=== Entries provided ===

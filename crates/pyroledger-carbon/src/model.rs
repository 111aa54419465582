//! The carbon model: pure functions from physical batch parameters to
//! carbon masses and emission figures.
//!
//! Methodology (all masses in kg, emissions in kg CO₂e):
//!
//! ```text
//! effective_carbon = feedstock_mass × (1 − contamination/100) × polymer_carbon_fraction
//! baseline         = effective_carbon × open_burning_factor
//! process          = diesel × diesel_factor
//!                  | duration × burn_rate × diesel_factor   (diesel not metered)
//!                  | 0                                      (neither recorded)
//! oil_combustion   = oil_output × oil_factor
//! char_credit      = min(char_fraction × effective_carbon × 44/12, baseline)
//! ```

use pyroledger_contracts::{
    batch::BatchInputs,
    error::{LedgerError, LedgerResult},
};

use crate::factors::EmissionFactors;

/// Mass of CO₂ per unit mass of carbon (molar mass ratio 44/12).
pub const CO2_PER_CARBON: f64 = 44.0 / 12.0;

/// Batch inputs after validation, with the contamination default applied.
#[derive(Debug, Clone, Copy, PartialEq)]
pub struct ResolvedInputs {
    pub feedstock_mass_kg: f64,
    pub contamination_pct: f64,
    pub oil_output_l: f64,
    pub diesel_l: Option<f64>,
    pub duration_h: Option<f64>,
}

/// The carbon model bound to one set of emission factors.
#[derive(Debug, Clone)]
pub struct CarbonModel {
    factors: EmissionFactors,
}

fn check_non_negative(field: &str, value: f64) -> LedgerResult<()> {
    if !value.is_finite() {
        return Err(LedgerError::validation(field, format!("must be a finite number, got {}", value)));
    }
    if value < 0.0 {
        return Err(LedgerError::validation(field, format!("must not be negative, got {}", value)));
    }
    Ok(())
}

impl CarbonModel {
    /// Build a model after validating `factors`.
    pub fn new(factors: EmissionFactors) -> LedgerResult<Self> {
        factors.validate()?;
        Ok(Self { factors })
    }

    pub fn factors(&self) -> &EmissionFactors {
        &self.factors
    }

    /// Reject invalid inputs and apply the contamination default.
    ///
    /// Fails fast with `LedgerError::Validation` on a non-positive feedstock
    /// mass, any negative or non-finite volume, or contamination outside
    /// 0–100.
    pub fn resolve(&self, inputs: &BatchInputs) -> LedgerResult<ResolvedInputs> {
        check_non_negative("feedstock_mass_kg", inputs.feedstock_mass_kg)?;
        if inputs.feedstock_mass_kg == 0.0 {
            return Err(LedgerError::validation("feedstock_mass_kg", "must be greater than zero"));
        }
        check_non_negative("oil_output_l", inputs.oil_output_l)?;
        if let Some(diesel) = inputs.diesel_l {
            check_non_negative("diesel_l", diesel)?;
        }
        if let Some(hours) = inputs.duration_h {
            check_non_negative("duration_h", hours)?;
        }

        let contamination_pct = match inputs.contamination_pct {
            Some(pct) => {
                check_non_negative("contamination_pct", pct)?;
                if pct > 100.0 {
                    return Err(LedgerError::validation(
                        "contamination_pct",
                        format!("must not exceed 100, got {}", pct),
                    ));
                }
                pct
            }
            None => self.factors.default_contamination_pct,
        };

        Ok(ResolvedInputs {
            feedstock_mass_kg: inputs.feedstock_mass_kg,
            contamination_pct,
            oil_output_l: inputs.oil_output_l,
            diesel_l: inputs.diesel_l,
            duration_h: inputs.duration_h,
        })
    }

    /// Carbon mass of the clean polymer fraction of the feedstock.
    pub fn effective_carbon_kg(&self, feedstock_mass_kg: f64, contamination_pct: f64) -> f64 {
        feedstock_mass_kg * (1.0 - contamination_pct / 100.0) * self.factors.polymer_carbon_fraction
    }

    /// Counterfactual emissions had the feedstock been burned in the open.
    pub fn baseline_emissions(&self, effective_carbon_kg: f64) -> f64 {
        effective_carbon_kg * self.factors.open_burning_factor
    }

    /// Emissions from fuel burned to run the reactor.
    ///
    /// Metered diesel wins over the duration proxy; with neither recorded
    /// the process contributes nothing.
    pub fn process_emissions(&self, diesel_l: Option<f64>, duration_h: Option<f64>) -> f64 {
        match (diesel_l, duration_h) {
            (Some(diesel), _) => diesel * self.factors.diesel_combustion_factor,
            (None, Some(hours)) => {
                hours * self.factors.diesel_burn_rate_l_per_hour * self.factors.diesel_combustion_factor
            }
            (None, None) => 0.0,
        }
    }

    /// Emissions from the eventual combustion of the produced oil.
    pub fn oil_combustion_emissions(&self, oil_output_l: f64) -> f64 {
        oil_output_l * self.factors.oil_combustion_factor
    }

    /// Credit for carbon retained in char, capped at the baseline.
    pub fn char_sequestration_credit(&self, effective_carbon_kg: f64) -> f64 {
        let credit = self.factors.char_sequestration_fraction * effective_carbon_kg * CO2_PER_CARBON;
        credit.min(self.baseline_emissions(effective_carbon_kg))
    }
}
//! # pyroledger-certify
//!
//! Tamper-evident certificates for completed pyrolysis batches.
//!
//! ## Overview
//!
//! [`CertificateIssuer`] snapshots the certifiable facts of a completed
//! batch (identity, feedstock, output, lab verdicts, GHG figures), hashes
//! their canonical document with SHA-256, and stores the certificate under
//! a short verification code. [`CertificateVerifier`] serves the redacted
//! public view behind that code and stamps the first verification exactly
//! once.
//!
//! ## Quick start
//!
//! ```rust,ignore
//! use std::sync::Arc;
//! use pyroledger_certify::{CertificateConfig, CertificateIssuer, CertificateVerifier};
//!
//! let issuer = CertificateIssuer::new(batches.clone(), certs.clone(), CertificateConfig::default())?;
//! let issued = issuer.issue("b-17")?;
//! let public = CertificateVerifier::new(certs).verify(&issued.code)?;
//! ```

pub mod canonical;
pub mod code;
pub mod config;
pub mod issuer;
pub mod memory;
pub mod verifier;

pub use canonical::{canonical_document, collect_facts, content_hash};
pub use config::CertificateConfig;
pub use issuer::CertificateIssuer;
pub use memory::{InMemoryBatchRepository, InMemoryCertificateStore};
pub use verifier::CertificateVerifier;
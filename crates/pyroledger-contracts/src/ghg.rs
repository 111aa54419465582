//! Greenhouse-gas accounting results.

use serde::{Deserialize, Serialize};

/// The derived emissions profile of one batch, in kg CO₂-equivalent.
///
/// Invariants, held exactly by construction in the calculator:
/// - `project_total == process_emissions + oil_combustion_emissions - char_sequestration_credit`
/// - `avoided == baseline_total - project_total`
///
/// `avoided` may be negative when the process is net-worse than the
/// open-burning counterfactual.
#[derive(Debug, Clone, Copy, PartialEq, Serialize, Deserialize)]
pub struct GhgResult {
    /// Carbon mass (kg C) the baseline and credit are derived from.
    pub effective_carbon_kg: f64,
    pub process_emissions: f64,
    pub oil_combustion_emissions: f64,
    pub char_sequestration_credit: f64,
    pub project_total: f64,
    pub baseline_total: f64,
    pub avoided: f64,
}

/// The three headline figures a certificate attests to.
#[derive(Debug, Clone, Copy, PartialEq, Serialize, Deserialize)]
pub struct GhgTotals {
    pub baseline_total: f64,
    pub project_total: f64,
    pub avoided: f64,
}

impl From<&GhgResult> for GhgTotals {
    fn from(result: &GhgResult) -> Self {
        Self {
            baseline_total: result.baseline_total,
            project_total: result.project_total,
            avoided: result.avoided,
        }
    }
}
//! The public certificate verifier.
//!
//! `verify` is the anonymous lookup behind the verification link. The first
//! successful lookup stamps `verified_at` through the store's set-if-null
//! primitive; every later lookup, concurrent or not, sees that same value.
//! Store contention on the stamp is retried here and never reaches the
//! caller.

use std::sync::Arc;

use chrono::Utc;
use tracing::{debug, info, warn};

use pyroledger_contracts::{
    certificate::{Certificate, IntegrityReport, PublicCertificate},
    error::{LedgerError, LedgerResult},
};
use pyroledger_core::traits::CertificateStore;

use crate::{canonical::content_hash, code::normalize_code};

/// Attempts at the `verified_at` write before falling back to a plain read.
pub const MAX_STAMP_ATTEMPTS: usize = 5;

pub struct CertificateVerifier {
    certificates: Arc<dyn CertificateStore>,
}

impl CertificateVerifier {
    pub fn new(certificates: Arc<dyn CertificateStore>) -> Self {
        Self { certificates }
    }

    /// Look up `code`, stamp the first verification, and return the public
    /// projection.
    ///
    /// Codes are matched case-insensitively and ignoring surrounding
    /// whitespace. Returns `NotFound` for an unknown code.
    pub fn verify(&self, code: &str) -> LedgerResult<PublicCertificate> {
        let code = normalize_code(code);
        let certificate = self.load(&code)?;

        if certificate.verified_at.is_some() {
            debug!(code = %code, "certificate already verified");
            return Ok(PublicCertificate::from(&certificate));
        }

        let stamped = self.stamp_first_verification(&code)?;
        Ok(PublicCertificate::from(&stamped))
    }

    /// Recompute the content hash from the stored fact snapshot and compare
    /// it with the stored hash. Does not stamp `verified_at`.
    pub fn check_integrity(&self, code: &str) -> LedgerResult<IntegrityReport> {
        let code = normalize_code(code);
        let certificate = self.load(&code)?;
        let recomputed_hash = content_hash(&certificate.facts);
        let intact = recomputed_hash == certificate.content_hash;
        if !intact {
            warn!(
                code = %code,
                stored = %certificate.content_hash,
                recomputed = %recomputed_hash,
                "certificate hash mismatch"
            );
        }
        Ok(IntegrityReport {
            code,
            stored_hash: certificate.content_hash,
            recomputed_hash,
            intact,
        })
    }

    fn load(&self, code: &str) -> LedgerResult<Certificate> {
        self.certificates
            .find_by_code(code)?
            .ok_or_else(|| LedgerError::not_found("certificate", code))
    }

    fn stamp_first_verification(&self, code: &str) -> LedgerResult<Certificate> {
        for attempt in 1..=MAX_STAMP_ATTEMPTS {
            let now = Utc::now();
            match self.certificates.mark_verified_if_unset(code, now) {
                Ok(certificate) => {
                    if certificate.verified_at == Some(now) {
                        info!(code = %code, verified_at = %now, "certificate verified for the first time");
                    }
                    return Ok(certificate);
                }
                Err(LedgerError::Contention { reason }) => {
                    debug!(code = %code, attempt, reason = %reason, "verification stamp contended, retrying");
                }
                Err(e) => return Err(e),
            }
        }

        // Whoever won the race has stamped the row by now; report its value.
        warn!(code = %code, attempts = MAX_STAMP_ATTEMPTS, "verification stamp still contended, serving stored state");
        self.load(code)
    }
}
//! End-to-end exchanges between the real server, the client engine and the
//! error-simulating relay, all on localhost ephemeral ports.

use std::fs;
use std::net::{IpAddr, Ipv4Addr, SocketAddr, UdpSocket};
use std::path::{Path, PathBuf};
use std::sync::atomic::{AtomicU32, Ordering};
use std::sync::Arc;
use std::time::Duration;

use tokio_util::sync::CancellationToken;

use tftpkit::client::{self, TftpRequestParameters};
use tftpkit::server::TftpServer;
use tftpkit::sim::rules::{ErrorAction, ErrorInstruction};
use tftpkit::sim::{SimEngine, SimSettings};
use tftpkit::tftp::options::TftpOption;
use tftpkit::tftp::packet::{Packet, PacketKind};
use tftpkit::tftp::{consts, ErrorCode, RequestKind, Timings, TransferState};

const LOCALHOST: IpAddr = IpAddr::V4(Ipv4Addr::LOCALHOST);

fn fast_timings() -> Timings {
	Timings {
		packet_lost: Duration::from_millis(600),
		resend: Duration::from_millis(200),
		max_retransmits: 5,
	}
}

static DIR_SEQ: AtomicU32 = AtomicU32::new(0);

fn scratch_dir(tag: &str) -> PathBuf {
	let dir = std::env::temp_dir().join(format!(
		"tftpkit-{}-{}-{}",
		tag,
		std::process::id(),
		DIR_SEQ.fetch_add(1, Ordering::Relaxed),
	));
	fs::create_dir_all(&dir).unwrap();
	dir
}

struct RunningServer {
	addr: SocketAddr,
	root: PathBuf,
	token: CancellationToken,
	handle: Option<std::thread::JoinHandle<()>>,
}

impl RunningServer {
	fn start(tag: &str) -> Self {
		let root = scratch_dir(tag);
		let server = TftpServer::new(SocketAddr::new(LOCALHOST, 0), root.clone())
			.unwrap()
			.with_timings(fast_timings());
		let addr = server.local_addr().unwrap();

		let token = CancellationToken::new();
		let serve_token = token.clone();
		let handle = std::thread::spawn(move || server.serve(serve_token));

		Self { addr, root, token, handle: Some(handle) }
	}
}

impl Drop for RunningServer {
	fn drop(&mut self) {
		self.token.cancel();
		if let Some(handle) = self.handle.take() {
			let _ = handle.join();
		}
		let _ = fs::remove_dir_all(&self.root);
	}
}

fn get_params(server: SocketAddr, remote: &str, local: &Path, options: Vec<TftpOption>) -> TftpRequestParameters {
	TftpRequestParameters {
		req_kind: RequestKind::Rrq,
		server,
		remote_file: remote.to_string(),
		local_file: local.to_path_buf(),
		options,
	}
}

fn put_params(server: SocketAddr, local: &Path, remote: &str, options: Vec<TftpOption>) -> TftpRequestParameters {
	TftpRequestParameters {
		req_kind: RequestKind::Wrq,
		server,
		remote_file: remote.to_string(),
		local_file: local.to_path_buf(),
		options,
	}
}

// ############################################################################
// #### CLIENT <-> SERVER #####################################################
// ############################################################################

#[test]
fn read_of_a_small_file() {
	let server = RunningServer::start("read-small");
	fs::write(server.root.join("hi.bin"), b"hello").unwrap();

	let dest_dir = scratch_dir("read-small-dest");
	let dest = dest_dir.join("hi.bin");

	let state = client::get(&get_params(server.addr, "hi.bin", &dest, Vec::new()), fast_timings()).unwrap();
	assert_eq!(state, TransferState::Complete);
	assert_eq!(fs::read(&dest).unwrap(), b"hello");

	let _ = fs::remove_dir_all(&dest_dir);
}

#[test]
fn read_of_an_exact_block_multiple() {
	let server = RunningServer::start("read-boundary");
	let payload = vec![ 0xC3u8; 512 ];
	fs::write(server.root.join("block.bin"), &payload).unwrap();

	let dest_dir = scratch_dir("read-boundary-dest");
	let dest = dest_dir.join("block.bin");

	/* the transfer only ends after the empty trailing DATA */
	let state = client::get(&get_params(server.addr, "block.bin", &dest, Vec::new()), fast_timings()).unwrap();
	assert_eq!(state, TransferState::Complete);
	assert_eq!(fs::read(&dest).unwrap(), payload);

	let _ = fs::remove_dir_all(&dest_dir);
}

#[test]
fn write_then_collision() {
	let server = RunningServer::start("write");
	let src_dir = scratch_dir("write-src");
	let src = src_dir.join("upload.bin");
	let payload: Vec<u8> = (0..1300u32).map(|i| i as u8).collect();
	fs::write(&src, &payload).unwrap();

	let state = client::put(&put_params(server.addr, &src, "upload.bin", Vec::new()), fast_timings()).unwrap();
	assert_eq!(state, TransferState::Complete);
	assert_eq!(fs::read(server.root.join("upload.bin")).unwrap(), payload);

	/* the name is taken now, the server must refuse the second write */
	let state = client::put(&put_params(server.addr, &src, "upload.bin", Vec::new()), fast_timings()).unwrap();
	assert_ne!(state, TransferState::Complete);
	assert_eq!(fs::read(server.root.join("upload.bin")).unwrap(), payload);

	let _ = fs::remove_dir_all(&src_dir);
}

#[test]
fn read_of_a_missing_file_fails() {
	let server = RunningServer::start("read-missing");
	let dest_dir = scratch_dir("read-missing-dest");
	let dest = dest_dir.join("out.bin");

	let state = client::get(&get_params(server.addr, "nope.bin", &dest, Vec::new()), fast_timings()).unwrap();
	assert_ne!(state, TransferState::Complete);

	let _ = fs::remove_dir_all(&dest_dir);
}

#[test]
fn read_with_negotiated_options() {
	let server = RunningServer::start("read-oack");
	let payload = vec![ 0x11u8; 700 ];
	fs::write(server.root.join("sized.bin"), &payload).unwrap();

	let dest_dir = scratch_dir("read-oack-dest");
	let dest = dest_dir.join("sized.bin");

	let options = vec![ TftpOption::TransferSize(0), TftpOption::Timeout(Duration::from_secs(1)) ];
	let state = client::get(&get_params(server.addr, "sized.bin", &dest, options), fast_timings()).unwrap();
	assert_eq!(state, TransferState::Complete);
	assert_eq!(fs::read(&dest).unwrap(), payload);

	let _ = fs::remove_dir_all(&dest_dir);
}

#[test]
fn write_with_negotiated_options() {
	let server = RunningServer::start("write-oack");
	let src_dir = scratch_dir("write-oack-src");
	let src = src_dir.join("sized.bin");
	let payload = vec![ 0x22u8; 700 ];
	fs::write(&src, &payload).unwrap();

	let options = vec![ TftpOption::TransferSize(0) ];
	let state = client::put(&put_params(server.addr, &src, "sized.bin", options), fast_timings()).unwrap();
	assert_eq!(state, TransferState::Complete);
	assert_eq!(fs::read(server.root.join("sized.bin")).unwrap(), payload);

	let _ = fs::remove_dir_all(&src_dir);
}

#[test]
fn listen_port_rejects_stray_traffic() {
	let server = RunningServer::start("stray");
	let rogue = UdpSocket::bind((LOCALHOST, 0)).unwrap();
	rogue.set_read_timeout(Some(Duration::from_secs(2))).unwrap();
	let mut buf = [ 0u8; consts::MAX_PACKET_SIZE ];

	/* transfer traffic for a foreign TID gets ERROR 5 */
	rogue.send_to(&Packet::Ack { block: 1 }.serialize(), server.addr).unwrap();
	let (len, _) = rogue.recv_from(&mut buf).unwrap();
	let Packet::Error { code, .. } = Packet::parse(&buf[..len]).unwrap() else {
		panic!("expected an ERROR reply");
	};
	assert_eq!(code, ErrorCode::UnknownTid);

	/* garbage gets ERROR 4 */
	rogue.send_to(&[ 0xBA, 0xAD, 0xF0, 0x0D ], server.addr).unwrap();
	let (len, _) = rogue.recv_from(&mut buf).unwrap();
	let Packet::Error { code, .. } = Packet::parse(&buf[..len]).unwrap() else {
		panic!("expected an ERROR reply");
	};
	assert_eq!(code, ErrorCode::IllegalOperation);
}

// ############################################################################
// #### THROUGH THE ERROR SIMULATOR ###########################################
// ############################################################################

struct RunningSim {
	engine: Arc<SimEngine>,
	relays: Vec<std::thread::JoinHandle<()>>,
}

impl RunningSim {
	fn start(server: SocketAddr) -> Self {
		let settings = SimSettings {
			bind_ip: LOCALHOST,
			client_port: 0,
			server_ip: server.ip(),
			server_port: server.port(),
		};
		let engine = SimEngine::new(settings, CancellationToken::new()).unwrap();

		let relays = vec![
			{ let e = Arc::clone(&engine); std::thread::spawn(move || e.client_relay()) },
			{ let e = Arc::clone(&engine); std::thread::spawn(move || e.server_relay()) },
		];
		Self { engine, relays }
	}

	fn addr(&self) -> SocketAddr {
		SocketAddr::new(LOCALHOST, self.engine.client_port())
	}
}

impl Drop for RunningSim {
	fn drop(&mut self) {
		self.engine.shutdown();
		for relay in self.relays.drain(..) {
			let _ = relay.join();
		}
	}
}

#[test]
fn read_recovers_from_a_single_dropped_data() {
	let server = RunningServer::start("sim-drop");
	let payload: Vec<u8> = (0..600u32).map(|i| (i % 251) as u8).collect();
	fs::write(server.root.join("lossy.bin"), &payload).unwrap();

	let sim = RunningSim::start(server.addr);
	sim.engine.add_rule(ErrorInstruction {
		kind: PacketKind::Data,
		action: ErrorAction::Drop,
		block: 2,
		delay: Duration::ZERO,
		repeat: 1,
	});

	let dest_dir = scratch_dir("sim-drop-dest");
	let dest = dest_dir.join("lossy.bin");

	/* DATA 2 dies once; the server's retransmission completes the transfer */
	let state = client::get(&get_params(sim.addr(), "lossy.bin", &dest, Vec::new()), fast_timings()).unwrap();
	assert_eq!(state, TransferState::Complete);
	assert_eq!(fs::read(&dest).unwrap(), payload);
	assert!(sim.engine.rules_snapshot().is_empty());

	let _ = fs::remove_dir_all(&dest_dir);
}

#[test]
fn read_under_indefinite_drop_times_out() {
	let server = RunningServer::start("sim-starve");
	fs::write(server.root.join("never.bin"), vec![ 0u8; 600 ]).unwrap();

	let sim = RunningSim::start(server.addr);
	sim.engine.add_rule(ErrorInstruction {
		kind: PacketKind::Data,
		action: ErrorAction::Drop,
		block: 1,
		delay: Duration::ZERO,
		repeat: -1,
	});

	let dest_dir = scratch_dir("sim-starve-dest");
	let dest = dest_dir.join("never.bin");

	/* no DATA ever reaches the client */
	let state = client::get(&get_params(sim.addr(), "never.bin", &dest, Vec::new()), fast_timings()).unwrap();
	assert_eq!(state, TransferState::BlockZeroTimeout);

	let _ = fs::remove_dir_all(&dest_dir);
}

#[test]
fn duplicated_data_does_not_corrupt_the_file() {
	let server = RunningServer::start("sim-dup");
	let payload: Vec<u8> = (0..1300u32).map(|i| (i % 253) as u8).collect();
	fs::write(server.root.join("dup.bin"), &payload).unwrap();

	let sim = RunningSim::start(server.addr);
	sim.engine.add_rule(ErrorInstruction {
		kind: PacketKind::Data,
		action: ErrorAction::Duplicate,
		block: 2,
		delay: Duration::from_millis(50),
		repeat: 1,
	});

	let dest_dir = scratch_dir("sim-dup-dest");
	let dest = dest_dir.join("dup.bin");

	/* wherever the late copy lands, the file must come out intact */
	let state = client::get(&get_params(sim.addr(), "dup.bin", &dest, Vec::new()), fast_timings()).unwrap();
	assert_eq!(state, TransferState::Complete);
	assert_eq!(fs::read(&dest).unwrap(), payload);

	let _ = fs::remove_dir_all(&dest_dir);
}

#[test]
fn write_passes_through_the_relay() {
	let server = RunningServer::start("sim-write");
	let src_dir = scratch_dir("sim-write-src");
	let src = src_dir.join("up.bin");
	let payload: Vec<u8> = (0..800u32).map(|i| (i % 199) as u8).collect();
	fs::write(&src, &payload).unwrap();

	let sim = RunningSim::start(server.addr);

	let state = client::put(&put_params(sim.addr(), &src, "up.bin", Vec::new()), fast_timings()).unwrap();
	assert_eq!(state, TransferState::Complete);
	assert_eq!(fs::read(server.root.join("up.bin")).unwrap(), payload);

	let _ = fs::remove_dir_all(&src_dir);
}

===

Task prompt
Each line of the entries above that includes the string "starve" should be copied out.

Answer box
	let server = RunningServer::start("sim-starve");
	let dest_dir = scratch_dir("sim-starve-dest");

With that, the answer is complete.